(Dataset entries)
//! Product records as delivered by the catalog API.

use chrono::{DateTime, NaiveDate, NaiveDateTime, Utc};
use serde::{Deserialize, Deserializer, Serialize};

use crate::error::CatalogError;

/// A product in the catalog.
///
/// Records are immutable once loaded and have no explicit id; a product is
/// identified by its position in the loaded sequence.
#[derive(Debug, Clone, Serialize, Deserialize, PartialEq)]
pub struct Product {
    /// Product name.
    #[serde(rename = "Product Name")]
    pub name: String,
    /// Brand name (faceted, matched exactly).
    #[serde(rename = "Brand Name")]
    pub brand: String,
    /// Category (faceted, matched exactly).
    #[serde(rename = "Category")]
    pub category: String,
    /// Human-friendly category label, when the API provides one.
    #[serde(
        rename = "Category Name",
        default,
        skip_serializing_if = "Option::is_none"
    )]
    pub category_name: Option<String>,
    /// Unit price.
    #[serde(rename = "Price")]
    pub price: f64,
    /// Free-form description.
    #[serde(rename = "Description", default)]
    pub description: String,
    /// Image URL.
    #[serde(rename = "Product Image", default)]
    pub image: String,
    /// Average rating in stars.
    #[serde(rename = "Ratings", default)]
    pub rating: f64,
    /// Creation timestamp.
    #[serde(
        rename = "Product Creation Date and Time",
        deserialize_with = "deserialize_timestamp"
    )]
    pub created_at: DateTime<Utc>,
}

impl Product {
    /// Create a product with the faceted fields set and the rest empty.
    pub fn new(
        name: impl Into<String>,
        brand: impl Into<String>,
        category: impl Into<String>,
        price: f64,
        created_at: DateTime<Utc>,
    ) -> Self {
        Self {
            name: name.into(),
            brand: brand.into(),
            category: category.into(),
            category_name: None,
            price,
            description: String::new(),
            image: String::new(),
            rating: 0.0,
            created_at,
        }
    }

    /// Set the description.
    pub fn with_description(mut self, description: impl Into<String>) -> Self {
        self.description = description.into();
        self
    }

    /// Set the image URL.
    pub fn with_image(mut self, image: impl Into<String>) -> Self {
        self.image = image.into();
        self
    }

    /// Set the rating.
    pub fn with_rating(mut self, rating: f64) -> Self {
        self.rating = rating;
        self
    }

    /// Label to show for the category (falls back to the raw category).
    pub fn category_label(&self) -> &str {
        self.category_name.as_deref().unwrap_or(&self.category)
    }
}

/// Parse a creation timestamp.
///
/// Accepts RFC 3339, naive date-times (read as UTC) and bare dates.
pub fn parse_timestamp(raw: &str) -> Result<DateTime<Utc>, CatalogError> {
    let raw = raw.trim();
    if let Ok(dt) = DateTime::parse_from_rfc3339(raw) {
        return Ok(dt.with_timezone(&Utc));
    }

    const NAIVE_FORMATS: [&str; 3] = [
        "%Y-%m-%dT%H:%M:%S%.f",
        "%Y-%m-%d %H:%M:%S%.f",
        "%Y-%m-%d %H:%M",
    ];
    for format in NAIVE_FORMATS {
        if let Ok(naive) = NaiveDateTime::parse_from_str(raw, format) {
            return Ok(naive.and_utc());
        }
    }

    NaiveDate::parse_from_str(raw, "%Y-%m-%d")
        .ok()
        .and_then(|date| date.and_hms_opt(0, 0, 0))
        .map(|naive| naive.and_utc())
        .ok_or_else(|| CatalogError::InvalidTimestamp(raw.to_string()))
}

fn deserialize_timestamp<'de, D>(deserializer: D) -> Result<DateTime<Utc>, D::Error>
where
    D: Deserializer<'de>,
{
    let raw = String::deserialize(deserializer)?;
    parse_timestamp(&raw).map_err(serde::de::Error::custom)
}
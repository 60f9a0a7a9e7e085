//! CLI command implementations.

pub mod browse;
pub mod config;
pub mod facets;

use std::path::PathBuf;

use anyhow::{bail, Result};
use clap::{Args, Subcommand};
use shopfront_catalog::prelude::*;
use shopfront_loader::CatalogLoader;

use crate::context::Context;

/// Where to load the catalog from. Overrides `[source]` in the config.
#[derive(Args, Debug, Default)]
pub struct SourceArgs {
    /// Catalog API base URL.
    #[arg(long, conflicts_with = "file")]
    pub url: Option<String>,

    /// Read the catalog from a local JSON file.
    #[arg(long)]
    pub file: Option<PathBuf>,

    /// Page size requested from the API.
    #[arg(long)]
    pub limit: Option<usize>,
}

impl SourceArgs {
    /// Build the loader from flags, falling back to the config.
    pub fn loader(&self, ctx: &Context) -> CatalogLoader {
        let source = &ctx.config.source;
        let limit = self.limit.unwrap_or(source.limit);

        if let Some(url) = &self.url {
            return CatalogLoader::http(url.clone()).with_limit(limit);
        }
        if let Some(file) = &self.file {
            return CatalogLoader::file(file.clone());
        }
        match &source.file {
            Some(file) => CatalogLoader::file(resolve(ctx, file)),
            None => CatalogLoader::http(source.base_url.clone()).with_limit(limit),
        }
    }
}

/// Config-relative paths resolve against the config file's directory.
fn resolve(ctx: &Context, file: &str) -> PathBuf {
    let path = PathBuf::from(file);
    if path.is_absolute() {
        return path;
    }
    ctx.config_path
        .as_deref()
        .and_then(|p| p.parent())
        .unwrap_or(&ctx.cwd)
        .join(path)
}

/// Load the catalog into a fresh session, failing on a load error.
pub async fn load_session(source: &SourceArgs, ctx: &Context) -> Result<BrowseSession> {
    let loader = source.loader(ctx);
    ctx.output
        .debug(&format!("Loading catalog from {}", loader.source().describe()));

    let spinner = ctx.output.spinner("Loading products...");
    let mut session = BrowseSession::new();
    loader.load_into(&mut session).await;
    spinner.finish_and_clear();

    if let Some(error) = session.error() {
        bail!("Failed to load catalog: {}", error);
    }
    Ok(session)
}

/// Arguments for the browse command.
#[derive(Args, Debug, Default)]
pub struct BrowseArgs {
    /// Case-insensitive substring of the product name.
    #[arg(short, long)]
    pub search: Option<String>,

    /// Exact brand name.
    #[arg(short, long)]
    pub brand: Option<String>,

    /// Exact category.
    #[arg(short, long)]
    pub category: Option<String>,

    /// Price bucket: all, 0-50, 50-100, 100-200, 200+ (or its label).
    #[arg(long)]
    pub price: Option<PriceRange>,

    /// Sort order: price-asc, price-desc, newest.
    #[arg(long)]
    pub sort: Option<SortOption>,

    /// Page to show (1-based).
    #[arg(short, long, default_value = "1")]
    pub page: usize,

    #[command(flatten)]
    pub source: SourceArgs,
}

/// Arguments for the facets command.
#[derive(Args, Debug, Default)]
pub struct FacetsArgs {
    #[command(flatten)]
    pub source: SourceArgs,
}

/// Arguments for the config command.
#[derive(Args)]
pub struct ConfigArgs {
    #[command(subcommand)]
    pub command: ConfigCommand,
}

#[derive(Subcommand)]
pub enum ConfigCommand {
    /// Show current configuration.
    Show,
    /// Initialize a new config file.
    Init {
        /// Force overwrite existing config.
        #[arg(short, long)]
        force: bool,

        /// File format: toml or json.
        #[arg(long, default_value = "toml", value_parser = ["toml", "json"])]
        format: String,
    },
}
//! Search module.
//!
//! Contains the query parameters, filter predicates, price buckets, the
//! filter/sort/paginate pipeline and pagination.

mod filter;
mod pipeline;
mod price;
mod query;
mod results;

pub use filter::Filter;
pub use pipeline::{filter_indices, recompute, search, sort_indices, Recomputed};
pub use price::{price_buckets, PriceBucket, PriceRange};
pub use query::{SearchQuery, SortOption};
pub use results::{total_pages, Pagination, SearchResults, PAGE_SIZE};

* **WORK TO BE COMPLETED**
The records need to be copied exactly, with no line left out.

* **RESPONSE TO THIS EXERCISE**
//! Product records as delivered by the catalog API.

use chrono::{DateTime, NaiveDate, NaiveDateTime, Utc};
use serde::{Deserialize, Deserializer, Serialize};

use crate::error::CatalogError;

/// A product in the catalog.
///
/// Records are immutable once loaded and have no explicit id; a product is
/// identified by its position in the loaded sequence.
#[derive(Debug, Clone, Serialize, Deserialize, PartialEq)]
pub struct Product {
    /// Product name.
    #[serde(rename = "Product Name")]
    pub name: String,
    /// Brand name (faceted, matched exactly).
    #[serde(rename = "Brand Name")]
    pub brand: String,
    /// Category (faceted, matched exactly).
    #[serde(rename = "Category")]
    pub category: String,
    /// Human-friendly category label, when the API provides one.
    #[serde(
        rename = "Category Name",
        default,
        skip_serializing_if = "Option::is_none"
    )]
    pub category_name: Option<String>,
    /// Unit price.
    #[serde(rename = "Price")]
    pub price: f64,
    /// Free-form description.
    #[serde(rename = "Description", default)]
    pub description: String,
    /// Image URL.
    #[serde(rename = "Product Image", default)]
    pub image: String,
    /// Average rating in stars.
    #[serde(rename = "Ratings", default)]
    pub rating: f64,
    /// Creation timestamp.
    #[serde(
        rename = "Product Creation Date and Time",
        deserialize_with = "deserialize_timestamp"
    )]
    pub created_at: DateTime<Utc>,
}

impl Product {
    /// Create a product with the faceted fields set and the rest empty.
    pub fn new(
        name: impl Into<String>,
        brand: impl Into<String>,
        category: impl Into<String>,
        price: f64,
        created_at: DateTime<Utc>,
    ) -> Self {
        Self {
            name: name.into(),
            brand: brand.into(),
            category: category.into(),
            category_name: None,
            price,
            description: String::new(),
            image: String::new(),
            rating: 0.0,
            created_at,
        }
    }

    /// Set the description.
    pub fn with_description(mut self, description: impl Into<String>) -> Self {
        self.description = description.into();
        self
    }

    /// Set the image URL.
    pub fn with_image(mut self, image: impl Into<String>) -> Self {
        self.image = image.into();
        self
    }

    /// Set the rating.
    pub fn with_rating(mut self, rating: f64) -> Self {
        self.rating = rating;
        self
    }

    /// Label to show for the category (falls back to the raw category).
    pub fn category_label(&self) -> &str {
        self.category_name.as_deref().unwrap_or(&self.category)
    }
}

/// Parse a creation timestamp.
///
/// Accepts RFC 3339, naive date-times (read as UTC) and bare dates.
pub fn parse_timestamp(raw: &str) -> Result<DateTime<Utc>, CatalogError> {
    let raw = raw.trim();
    if let Ok(dt) = DateTime::parse_from_rfc3339(raw) {
        return Ok(dt.with_timezone(&Utc));
    }

    const NAIVE_FORMATS: [&str; 3] = [
        "%Y-%m-%dT%H:%M:%S%.f",
        "%Y-%m-%d %H:%M:%S%.f",
        "%Y-%m-%d %H:%M",
    ];
    for format in NAIVE_FORMATS {
        if let Ok(naive) = NaiveDateTime::parse_from_str(raw, format) {
            return Ok(naive.and_utc());
        }
    }

    NaiveDate::parse_from_str(raw, "%Y-%m-%d")
        .ok()
        .and_then(|date| date.and_hms_opt(0, 0, 0))
        .map(|naive| naive.and_utc())
        .ok_or_else(|| CatalogError::InvalidTimestamp(raw.to_string()))
}

fn deserialize_timestamp<'de, D>(deserializer: D) -> Result<DateTime<Utc>, D::Error>
where
    D: Deserializer<'de>,
{
    let raw = String::deserialize(deserializer)?;
    parse_timestamp(&raw).map_err(serde::de::Error::custom)
}
repository 60f9a0a7a9e7e085
//! CLI command implementations.

pub mod browse;
pub mod config;
pub mod facets;

use std::path::PathBuf;

use anyhow::{bail, Result};
use clap::{Args, Subcommand};
use shopfront_catalog::prelude::*;
use shopfront_loader::CatalogLoader;

use crate::context::Context;

/// Where to load the catalog from. Overrides `[source]` in the config.
#[derive(Args, Debug, Default)]
pub struct SourceArgs {
    /// Catalog API base URL.
    #[arg(long, conflicts_with = "file")]
    pub url: Option<String>,

    /// Read the catalog from a local JSON file.
    #[arg(long)]
    pub file: Option<PathBuf>,

    /// Page size requested from the API.
    #[arg(long)]
    pub limit: Option<usize>,
}

impl SourceArgs {
    /// Build the loader from flags, falling back to the config.
    pub fn loader(&self, ctx: &Context) -> CatalogLoader {
        let source = &ctx.config.source;
        let limit = self.limit.unwrap_or(source.limit);

        if let Some(url) = &self.url {
            return CatalogLoader::http(url.clone()).with_limit(limit);
        }
        if let Some(file) = &self.file {
            return CatalogLoader::file(file.clone());
        }
        match &source.file {
            Some(file) => CatalogLoader::file(resolve(ctx, file)),
            None => CatalogLoader::http(source.base_url.clone()).with_limit(limit),
        }
    }
}

/// Config-relative paths resolve against the config file's directory.
fn resolve(ctx: &Context, file: &str) -> PathBuf {
    let path = PathBuf::from(file);
    if path.is_absolute() {
        return path;
    }
    ctx.config_path
        .as_deref()
        .and_then(|p| p.parent())
        .unwrap_or(&ctx.cwd)
        .join(path)
}

/// Load the catalog into a fresh session, failing on a load error.
pub async fn load_session(source: &SourceArgs, ctx: &Context) -> Result<BrowseSession> {
    let loader = source.loader(ctx);
    ctx.output
        .debug(&format!("Loading catalog from {}", loader.source().describe()));

    let spinner = ctx.output.spinner("Loading products...");
    let mut session = BrowseSession::new();
    loader.load_into(&mut session).await;
    spinner.finish_and_clear();

    if let Some(error) = session.error() {
        bail!("Failed to load catalog: {}", error);
    }
    Ok(session)
}

/// Arguments for the browse command.
#[derive(Args, Debug, Default)]
pub struct BrowseArgs {
    /// Case-insensitive substring of the product name.
    #[arg(short, long)]
    pub search: Option<String>,

    /// Exact brand name.
    #[arg(short, long)]
    pub brand: Option<String>,

    /// Exact category.
    #[arg(short, long)]
    pub category: Option<String>,

    /// Price bucket: all, 0-50, 50-100, 100-200, 200+ (or its label).
    #[arg(long)]
    pub price: Option<PriceRange>,

    /// Sort order: price-asc, price-desc, newest.
    #[arg(long)]
    pub sort: Option<SortOption>,

    /// Page to show (1-based).
    #[arg(short, long, default_value = "1")]
    pub page: usize,

    #[command(flatten)]
    pub source: SourceArgs,
}

/// Arguments for the facets command.
#[derive(Args, Debug, Default)]
pub struct FacetsArgs {
    #[command(flatten)]
    pub source: SourceArgs,
}

/// Arguments for the config command.
#[derive(Args)]
pub struct ConfigArgs {
    #[command(subcommand)]
    pub command: ConfigCommand,
}

#[derive(Subcommand)]
pub enum ConfigCommand {
    /// Show current configuration.
    Show,
    /// Initialize a new config file.
    Init {
        /// Force overwrite existing config.
        #[arg(short, long)]
        force: bool,

        /// File format: toml or json.
        #[arg(long, default_value = "toml", value_parser = ["toml", "json"])]
        format: String,
    },
}
//! Search module.
//!
//! Contains the query parameters, filter predicates, price buckets, the
//! filter/sort/paginate pipeline and pagination.

mod filter;
mod pipeline;
mod price;
mod query;
mod results;

pub use filter::Filter;
pub use pipeline::{filter_indices, recompute, search, sort_indices, Recomputed};
pub use price::{price_buckets, PriceBucket, PriceRange};
pub use query::{SearchQuery, SortOption};
pub use results::{total_pages, Pagination, SearchResults, PAGE_SIZE};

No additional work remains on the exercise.